5th Minister of Trade
- In office 4 August 1948 – 21 January 1950
- President: Sukarno
- Preceded by: Sjafruddin Prawiranegara
- Succeeded by: Tandiono Manu
- In office 12 August 1955 – 24 March 1956
- President: Sukarno
- Preceded by: Roosseno
- Succeeded by: Burhanuddin

6th Minister of Agriculture
- In office 4 August 1948 – 21 January 1950
- President: Sukarno
- Preceded by: Sjafruddin Prawiranegara
- Succeeded by: Sadjarwo

Personal details
- Born: 10 April 1900 Dutch East Indies
- Died: 1 August 1986 (aged 86) Indonesia
- Party: Catholic Party (Indonesia)
- Spouse: Aloysia Moedjirah
- Children: 6

= Ignatius Joseph Kasimo Hendrowahyono =

Indonesian Catholic politician (1900–1986)

Ignatius Joseph Kasimo Hendrowahyono (10 April 1900 – 1 August 1986) was an Indonesian politician and national hero. He was a co-founder of the Catholic Party and was himself a Catholic of Javanese descent like his fellow party confrère, Fredericus Soetrisno Harjadi.

== Early life ==
Hendrowahyono was born in present-day Yogyakarta. His father, Ronosentiko, was a Yogyakarta palace soldier, serving the Mentrijero brigade at the time. His mother was Dalikem and she was a housewife and market stall owner. Hendrowahyono was the second child of the family and one older brother and nine other siblings.

Owing to his father's prestigious position in that era, Hendrowahyono was able to attend school in the Dutch East Indies. He first attended Tweede Inlandsche School in Kampung Gading. Later on, he entered a teaching college in Muntilan, where he was introduced to Catholicism by the school's founder, Romo (Father) van Lith. He was baptized in 1913 and received his Christian name Ignatius Joseph. He moved to Buitenzorg (now Bogor) in 1918 to continue his studies at Middelbare Landbouw School.
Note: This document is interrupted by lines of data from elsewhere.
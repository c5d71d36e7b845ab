pub mod config;
pub mod connection;
pub mod registry;
pub mod rng;
pub mod room;
pub mod server;
pub mod solver;
pub mod tile;

pub use server::{build_router, run_server, ServerConfig};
== Pre-1945 Indonesian independence ==
While studying at Middelbare Landbouw School, Hendrowahyono joined the youth organization Jong Java, which was associated with the Youth Pledge declaration. In 1923, he started a political party called the Catholic Javanese Political Party (Indonesian: Pakempalan Politik Katolik Djawi) which by 1933 became known as the Indonesian Catholic Political Party (Indonesian: Persatoean Politik Katolik Indonesia). Hendrowahyono also became a member of Volksraad from 1931 to 1942 and was involved in the committee behind the Soetardjo Petition.

== Post-1945 Indonesian independence ==
Hendrowahyono became a member of the Central Indonesian National Committee in 1945. Within the same time period, Hendrowahyono also started the process of consolidating several Catholic political parties in Indonesia into one entity: the Indonesian Catholic Party (Indonesian: Partai Katolik Republik Indonesia). He also started focusing on agricultural and plantation issues plaguing the nation. This interest culminated in his appointment as the Secretary of Agriculture and Secretary of Commerce. He also maintained strategic parliamentary positions as Indonesia underwent several governmental changes, including during the United States of Indonesia period.